**Dataset entries**

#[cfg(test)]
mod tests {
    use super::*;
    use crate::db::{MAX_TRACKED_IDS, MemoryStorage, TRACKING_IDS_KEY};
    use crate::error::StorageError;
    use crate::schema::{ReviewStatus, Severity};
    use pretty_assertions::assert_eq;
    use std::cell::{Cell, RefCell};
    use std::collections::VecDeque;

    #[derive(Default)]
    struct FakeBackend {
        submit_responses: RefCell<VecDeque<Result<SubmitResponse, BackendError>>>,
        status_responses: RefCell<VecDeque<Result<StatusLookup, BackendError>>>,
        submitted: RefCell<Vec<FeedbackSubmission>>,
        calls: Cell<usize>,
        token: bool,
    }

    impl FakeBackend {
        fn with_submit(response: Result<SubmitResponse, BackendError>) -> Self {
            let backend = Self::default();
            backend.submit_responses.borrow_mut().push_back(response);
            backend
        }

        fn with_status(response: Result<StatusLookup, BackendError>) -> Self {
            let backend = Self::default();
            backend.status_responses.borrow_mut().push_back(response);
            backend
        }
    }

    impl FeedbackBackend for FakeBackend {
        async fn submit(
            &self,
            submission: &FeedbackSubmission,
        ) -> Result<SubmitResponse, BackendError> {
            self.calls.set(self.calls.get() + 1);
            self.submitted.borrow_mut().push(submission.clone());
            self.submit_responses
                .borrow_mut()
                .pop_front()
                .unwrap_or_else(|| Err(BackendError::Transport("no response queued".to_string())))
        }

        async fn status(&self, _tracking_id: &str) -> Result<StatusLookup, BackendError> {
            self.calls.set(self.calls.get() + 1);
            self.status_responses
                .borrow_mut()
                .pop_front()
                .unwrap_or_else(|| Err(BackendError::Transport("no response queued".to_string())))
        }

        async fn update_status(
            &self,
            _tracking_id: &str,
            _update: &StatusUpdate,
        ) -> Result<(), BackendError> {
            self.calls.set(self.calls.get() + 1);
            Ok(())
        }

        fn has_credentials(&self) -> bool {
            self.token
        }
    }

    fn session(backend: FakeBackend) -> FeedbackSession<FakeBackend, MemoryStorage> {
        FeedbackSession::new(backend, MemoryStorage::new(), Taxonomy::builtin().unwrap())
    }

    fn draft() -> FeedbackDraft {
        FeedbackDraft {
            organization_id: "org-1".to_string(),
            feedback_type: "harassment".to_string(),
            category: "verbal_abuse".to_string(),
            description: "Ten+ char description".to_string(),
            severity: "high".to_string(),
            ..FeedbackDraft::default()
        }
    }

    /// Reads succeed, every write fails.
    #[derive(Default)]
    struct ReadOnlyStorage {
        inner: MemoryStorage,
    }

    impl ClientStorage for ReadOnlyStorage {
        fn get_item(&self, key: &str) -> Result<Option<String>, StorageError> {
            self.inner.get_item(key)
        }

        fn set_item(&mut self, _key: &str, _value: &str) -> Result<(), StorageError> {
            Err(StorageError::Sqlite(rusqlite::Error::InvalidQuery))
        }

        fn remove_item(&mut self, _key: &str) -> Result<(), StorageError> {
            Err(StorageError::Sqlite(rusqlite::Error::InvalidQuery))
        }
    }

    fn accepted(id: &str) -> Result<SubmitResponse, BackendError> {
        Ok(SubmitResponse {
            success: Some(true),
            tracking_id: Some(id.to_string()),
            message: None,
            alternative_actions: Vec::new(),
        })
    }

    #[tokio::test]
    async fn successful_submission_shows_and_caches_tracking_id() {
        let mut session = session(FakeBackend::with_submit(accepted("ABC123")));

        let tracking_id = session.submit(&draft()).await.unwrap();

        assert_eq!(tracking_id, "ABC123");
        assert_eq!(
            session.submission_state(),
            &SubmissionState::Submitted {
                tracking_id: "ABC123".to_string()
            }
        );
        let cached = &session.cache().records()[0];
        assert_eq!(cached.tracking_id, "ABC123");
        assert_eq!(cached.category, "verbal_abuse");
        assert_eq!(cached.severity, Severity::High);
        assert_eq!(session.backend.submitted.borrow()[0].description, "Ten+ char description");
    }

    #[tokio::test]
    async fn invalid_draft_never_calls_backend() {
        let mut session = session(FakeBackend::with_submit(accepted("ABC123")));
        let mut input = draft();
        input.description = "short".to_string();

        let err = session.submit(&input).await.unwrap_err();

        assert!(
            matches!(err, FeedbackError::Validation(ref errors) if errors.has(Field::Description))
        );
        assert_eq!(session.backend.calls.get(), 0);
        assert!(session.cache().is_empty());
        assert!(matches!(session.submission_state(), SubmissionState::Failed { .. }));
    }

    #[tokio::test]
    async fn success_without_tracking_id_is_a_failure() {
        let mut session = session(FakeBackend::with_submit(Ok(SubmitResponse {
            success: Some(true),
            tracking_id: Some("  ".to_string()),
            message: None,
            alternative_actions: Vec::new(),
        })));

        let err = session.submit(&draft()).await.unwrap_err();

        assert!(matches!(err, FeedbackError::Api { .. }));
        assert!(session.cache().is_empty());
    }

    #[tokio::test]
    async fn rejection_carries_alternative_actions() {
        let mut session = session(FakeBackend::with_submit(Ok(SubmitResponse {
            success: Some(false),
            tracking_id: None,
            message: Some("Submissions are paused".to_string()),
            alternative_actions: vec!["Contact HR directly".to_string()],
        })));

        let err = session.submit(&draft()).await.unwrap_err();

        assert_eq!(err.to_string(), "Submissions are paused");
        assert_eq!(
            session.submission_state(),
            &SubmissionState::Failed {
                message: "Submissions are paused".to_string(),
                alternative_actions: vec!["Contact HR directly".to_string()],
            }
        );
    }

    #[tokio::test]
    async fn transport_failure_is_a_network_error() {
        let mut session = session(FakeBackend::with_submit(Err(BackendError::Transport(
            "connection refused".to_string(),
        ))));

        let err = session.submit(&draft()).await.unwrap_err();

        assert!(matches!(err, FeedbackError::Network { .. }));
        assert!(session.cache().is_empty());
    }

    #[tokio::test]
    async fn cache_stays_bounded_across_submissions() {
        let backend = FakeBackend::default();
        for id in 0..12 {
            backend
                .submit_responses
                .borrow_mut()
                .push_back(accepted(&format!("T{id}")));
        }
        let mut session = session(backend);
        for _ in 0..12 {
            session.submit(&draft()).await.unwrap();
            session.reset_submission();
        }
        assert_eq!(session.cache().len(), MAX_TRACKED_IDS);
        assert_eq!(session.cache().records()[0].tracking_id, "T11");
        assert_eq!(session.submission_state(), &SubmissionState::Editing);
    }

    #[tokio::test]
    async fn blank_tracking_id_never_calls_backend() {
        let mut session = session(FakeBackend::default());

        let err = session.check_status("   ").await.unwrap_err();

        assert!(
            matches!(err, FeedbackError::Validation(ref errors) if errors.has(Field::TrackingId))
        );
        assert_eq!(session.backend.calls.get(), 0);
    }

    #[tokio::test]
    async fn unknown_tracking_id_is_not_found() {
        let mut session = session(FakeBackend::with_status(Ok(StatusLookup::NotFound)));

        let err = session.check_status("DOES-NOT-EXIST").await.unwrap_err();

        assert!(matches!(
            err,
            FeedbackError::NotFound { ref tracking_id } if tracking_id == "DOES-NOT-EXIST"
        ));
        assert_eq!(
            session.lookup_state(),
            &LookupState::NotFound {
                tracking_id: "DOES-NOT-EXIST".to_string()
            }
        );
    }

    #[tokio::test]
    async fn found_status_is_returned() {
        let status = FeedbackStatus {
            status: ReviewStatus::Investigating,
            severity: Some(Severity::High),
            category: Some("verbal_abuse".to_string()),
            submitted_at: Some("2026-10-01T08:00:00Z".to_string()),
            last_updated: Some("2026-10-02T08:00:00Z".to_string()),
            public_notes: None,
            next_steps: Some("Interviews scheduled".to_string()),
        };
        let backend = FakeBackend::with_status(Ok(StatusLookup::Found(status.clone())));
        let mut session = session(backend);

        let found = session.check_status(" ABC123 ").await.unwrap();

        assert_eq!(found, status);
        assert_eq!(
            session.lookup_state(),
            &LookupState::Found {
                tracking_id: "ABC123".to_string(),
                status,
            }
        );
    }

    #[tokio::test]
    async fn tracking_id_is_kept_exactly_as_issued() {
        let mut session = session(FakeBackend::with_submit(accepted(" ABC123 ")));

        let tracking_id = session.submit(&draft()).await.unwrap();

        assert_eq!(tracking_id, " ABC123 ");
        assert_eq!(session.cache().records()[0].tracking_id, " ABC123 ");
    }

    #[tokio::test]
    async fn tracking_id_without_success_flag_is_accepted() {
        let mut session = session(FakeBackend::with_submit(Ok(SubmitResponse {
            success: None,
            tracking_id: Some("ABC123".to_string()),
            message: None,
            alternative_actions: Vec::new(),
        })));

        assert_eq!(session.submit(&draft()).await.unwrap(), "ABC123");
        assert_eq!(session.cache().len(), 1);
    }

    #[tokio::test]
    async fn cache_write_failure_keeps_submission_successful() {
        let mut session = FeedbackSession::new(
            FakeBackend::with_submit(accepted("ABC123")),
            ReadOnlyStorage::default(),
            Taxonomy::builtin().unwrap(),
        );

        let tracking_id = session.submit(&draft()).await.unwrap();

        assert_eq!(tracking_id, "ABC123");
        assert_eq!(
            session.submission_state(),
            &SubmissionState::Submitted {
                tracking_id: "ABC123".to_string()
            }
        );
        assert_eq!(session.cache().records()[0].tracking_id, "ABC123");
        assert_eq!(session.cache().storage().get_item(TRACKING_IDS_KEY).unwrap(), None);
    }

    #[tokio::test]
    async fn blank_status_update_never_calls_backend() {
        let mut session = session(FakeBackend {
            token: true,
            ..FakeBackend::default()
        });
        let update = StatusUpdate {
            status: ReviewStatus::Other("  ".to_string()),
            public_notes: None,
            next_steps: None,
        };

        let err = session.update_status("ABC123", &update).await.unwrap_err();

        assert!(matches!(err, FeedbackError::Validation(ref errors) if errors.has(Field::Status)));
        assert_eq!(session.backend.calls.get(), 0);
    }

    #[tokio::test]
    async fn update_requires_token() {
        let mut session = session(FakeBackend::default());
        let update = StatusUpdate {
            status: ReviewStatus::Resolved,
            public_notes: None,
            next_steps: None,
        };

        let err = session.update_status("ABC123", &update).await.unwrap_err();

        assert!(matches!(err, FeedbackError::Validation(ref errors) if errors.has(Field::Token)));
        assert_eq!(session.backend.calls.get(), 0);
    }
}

**Exercise instructions**
If a line in the records above holds the string "FeedbackDraft", copy it out.

**Solution**
    fn draft() -> FeedbackDraft {
        FeedbackDraft {
            ..FeedbackDraft::default()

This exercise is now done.